The Few, the Proud: Wyoming’s Bob Wettengale

Departing for the Honor Flight was Bob (right) and his guardian David Ziegler.
Every school day morning for the last 17 years, Wyoming Middle School students have been greeted by the infectious smile and warm hello of Crossing Guard, Bob Wettengale. Every day that is, except April 18, 2017. Bob had different plans that spring day. 
By 5:30 a.m. on April 18, Bob, his wife Penny, and his daughter Stephanie Revis, were all at the Cincinnati International Airport sending Bob off for a new adventure as he was chosen to take part in an Honor Flight for veterans. Seventeen hours later, this Marine would return with a lifetime of memories to share. 
Bob Wettengale joined the Marines in 1958 and served until 1964.

The Early Years
Bob grew up in the Bond Hill neighborhood of Cincinnati, but when his grandparents moved to Lake Mary, Florida in 1947, Bob’s summers became a child’s dream. “My grandfather invited me down that first summer – and I then went every summer.” His boyhood love of water from those early summers would later give his life a new direction. As would his years working for his uncle’s remodeling company in the small community of Wyoming, Ohio.
Bob’s grandfather came to Cincinnati from South Carolina, and he was the chauffer for Mr. Ault (of Ault Park familiarity) who owned an ink company in Cincinnati. After some years of listening and learning about the production of ink from behind the driver’s seat, his grandfather made a few suggestions to Mr. Ault, who liked the ideas so much he promoted his chauffer to manager. Bob’s grandfather went on to invent a new ink production machine that was widely used in the 1930’s.   
During his teen years, Bob worked for his uncle Ralph Brasington, a builder and remodeler, who happened to do a lot of work in Wyoming. Bob spent many hours assisting his uncle in homes around Wyoming before graduating from Woodward High School in 1956. The next fall Bob went to Ohio University on a football scholarship, but a year into the college experience he decided “it just wasn’t for me.” So Bob enlisted in the Marines Corps in 1958. Bob recalled that while his parents weren’t thrilled with the new plan, “my mother and father were so supportive of all the things I’ve done.”     
“I got to do so many things you only see in the movies”
Bob enjoyed his years in the Marines – a lot!
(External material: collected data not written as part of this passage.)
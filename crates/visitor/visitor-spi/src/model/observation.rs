//! Observation series model

use chrono::NaiveDate;
use serde::{Deserialize, Serialize};

use super::week::week_format;
use crate::error::{Result, VisitorError};

/// Minimum history needed to fit a seasonal model
pub const MIN_OBSERVATIONS: usize = 12;

/// One weekly interest reading
#[derive(Debug, Clone, Copy, PartialEq, Serialize, Deserialize)]
pub struct Observation {
    /// Week-start date
    #[serde(with = "week_format")]
    pub week: NaiveDate,
    /// Non-negative interest value
    pub value: f64,
}

impl Observation {
    pub fn new(week: NaiveDate, value: f64) -> Self {
        Self { week, value }
    }
}

/// Ordered weekly series for one location
///
/// Weeks are strictly increasing and values are finite and non-negative.
#[derive(Debug, Clone, PartialEq, Serialize)]
pub struct ObservationSeries {
    location: String,
    observations: Vec<Observation>,
}

impl ObservationSeries {
    /// Create a series, validating ordering and values
    pub fn new(location: impl Into<String>, observations: Vec<Observation>) -> Result<Self> {
        for pair in observations.windows(2) {
            if pair[1].week <= pair[0].week {
                return Err(VisitorError::InvalidData(format!(
                    "weeks must be strictly increasing: {} follows {}",
                    pair[1].week, pair[0].week
                )));
            }
        }
        if let Some(bad) = observations
            .iter()
            .find(|o| !o.value.is_finite() || o.value < 0.0)
        {
            return Err(VisitorError::InvalidData(format!(
                "value {} on {} is not a non-negative number",
                bad.value, bad.week
            )));
        }

        Ok(Self {
            location: location.into(),
            observations,
        })
    }

    /// Location this series belongs to
    pub fn location(&self) -> &str {
        &self.location
    }

    pub fn observations(&self) -> &[Observation] {
        &self.observations
    }

    pub fn iter(&self) -> impl Iterator<Item = &Observation> {
        self.observations.iter()
    }

    pub fn len(&self) -> usize {
        self.observations.len()
    }

    pub fn is_empty(&self) -> bool {
        self.observations.is_empty()
    }

    /// Values in chronological order
    pub fn values(&self) -> Vec<f64> {
        self.observations.iter().map(|o| o.value).collect()
    }

    /// Weeks in chronological order
    pub fn weeks(&self) -> Vec<NaiveDate> {
        self.observations.iter().map(|o| o.week).collect()
    }

    pub fn first_week(&self) -> Option<NaiveDate> {
        self.observations.first().map(|o| o.week)
    }

    pub fn last_week(&self) -> Option<NaiveDate> {
        self.observations.last().map(|o| o.week)
    }

    /// Value observed exactly on `week`, if any
    pub fn value_on(&self, week: NaiveDate) -> Option<f64> {
        self.observations
            .binary_search_by(|o| o.week.cmp(&week))
            .ok()
            .map(|idx| self.observations[idx].value)
    }

    /// The last `window` observations (the whole series if shorter)
    pub fn trailing(&self, window: usize) -> Self {
        let start = self.observations.len().saturating_sub(window);
        Self {
            location: self.location.clone(),
            observations: self.observations[start..].to_vec(),
        }
    }

    /// Min-max rescale values onto 0..100
    ///
    /// A constant series is returned unchanged.
    pub fn normalized(&self) -> Self {
        let min = self
            .observations
            .iter()
            .map(|o| o.value)
            .fold(f64::INFINITY, f64::min);
        let max = self
            .observations
            .iter()
            .map(|o| o.value)
            .fold(f64::NEG_INFINITY, f64::max);
        let range = max - min;
        if !range.is_finite() || range == 0.0 {
            return self.clone();
        }

        Self {
            location: self.location.clone(),
            observations: self
                .observations
                .iter()
                .map(|o| Observation::new(o.week, (o.value - min) / range * 100.0))
                .collect(),
        }
    }
}

#[cfg(test)]
mod tests {
    use super::*;

    fn week(day: u32, month: u32, year: i32) -> NaiveDate {
        NaiveDate::from_ymd_opt(year, month, day).unwrap()
    }

    fn weekly(values: &[f64]) -> Vec<Observation> {
        let start = week(6, 1, 2020);
        values
            .iter()
            .enumerate()
            .map(|(i, &v)| Observation::new(start + chrono::Duration::weeks(i as i64), v))
            .collect()
    }

    #[test]
    fn test_series_accessors() {
        let series = ObservationSeries::new("Goa", weekly(&[1.0, 2.0, 3.0])).unwrap();
        assert_eq!(series.location(), "Goa");
        assert_eq!(series.len(), 3);
        assert_eq!(series.values(), vec![1.0, 2.0, 3.0]);
        assert_eq!(series.first_week(), Some(week(6, 1, 2020)));
        assert_eq!(series.last_week(), Some(week(20, 1, 2020)));
    }

    #[test]
    fn test_rejects_unordered_weeks() {
        let mut obs = weekly(&[1.0, 2.0]);
        obs.swap(0, 1);
        assert!(matches!(
            ObservationSeries::new("Goa", obs),
            Err(VisitorError::InvalidData(_))
        ));
    }

    #[test]
    fn test_rejects_duplicate_weeks() {
        let mut obs = weekly(&[1.0, 2.0]);
        obs[1].week = obs[0].week;
        assert!(ObservationSeries::new("Goa", obs).is_err());
    }

    #[test]
    fn test_rejects_negative_values() {
        let obs = weekly(&[1.0, -2.0]);
        assert!(ObservationSeries::new("Goa", obs).is_err());
    }

    #[test]
    fn test_value_on() {
        let series = ObservationSeries::new("Goa", weekly(&[5.0, 6.0, 7.0])).unwrap();
        assert_eq!(series.value_on(week(13, 1, 2020)), Some(6.0));
        assert_eq!(series.value_on(week(14, 1, 2020)), None);
    }

    #[test]
    fn test_trailing_window() {
        let series = ObservationSeries::new("Goa", weekly(&[1.0, 2.0, 3.0, 4.0])).unwrap();
        assert_eq!(series.trailing(2).values(), vec![3.0, 4.0]);
        assert_eq!(series.trailing(10).len(), 4);
    }

    #[test]
    fn test_normalized_range() {
        let series = ObservationSeries::new("Goa", weekly(&[10.0, 20.0, 30.0])).unwrap();
        assert_eq!(series.normalized().values(), vec![0.0, 50.0, 100.0]);
    }

    #[test]
    fn test_normalized_constant_series_unchanged() {
        let series = ObservationSeries::new("Goa", weekly(&[4.0, 4.0, 4.0])).unwrap();
        assert_eq!(series.normalized(), series);
    }

    #[test]
    fn test_observation_serializes_week_label() {
        let obs = Observation::new(week(7, 1, 2025), 42.0);
        let json = serde_json::to_string(&obs).unwrap();
        assert_eq!(json, r#"{"week":"07-01-2025","value":42.0}"#);
    }
}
He enlisted in LaGrange, Kentucky, but he was then stationed at the Marine Air Base in Kaneohe Bay, Hawaii between the years of 1958-1964 and trained as a Recon Marine. While Bob’s timing in the Marines was after the Korean War and before Vietnam, he trained for reconnaissance missions with the intent to clear beaches before a submarine attack. He modestly described the training similar to the special operations teams for the Navy Seals. Living on submarines, training to escape a submarine in an Escape Training Tank, rubber boat training on the waves, and even walking over active volcanoes on the island of Hawaii, were just a part of the “movie” experience. 
Bob was stationed in Kaneohe Bay, Hawaii and here he posed with his full pack and oxygen tank.
Those early years in Florida immensely assisted Bob with his water training for the Marines, and the years in Hawaii only intensified his love of the water. For years after his service, Bob made a hobby out of scuba and skin diving. Bob and his young wife, Penny, even honeymooned in Florida so they could dive, and then soon after moved to Miami, Florida to be able to dive daily.

Bob trained for reconnaissance missions on submarines. On the left Bob and friend Bob Adams stand atop their submarine, and on the right, Bob Adams visits Bob Wettengale in Wyoming over 50 years later.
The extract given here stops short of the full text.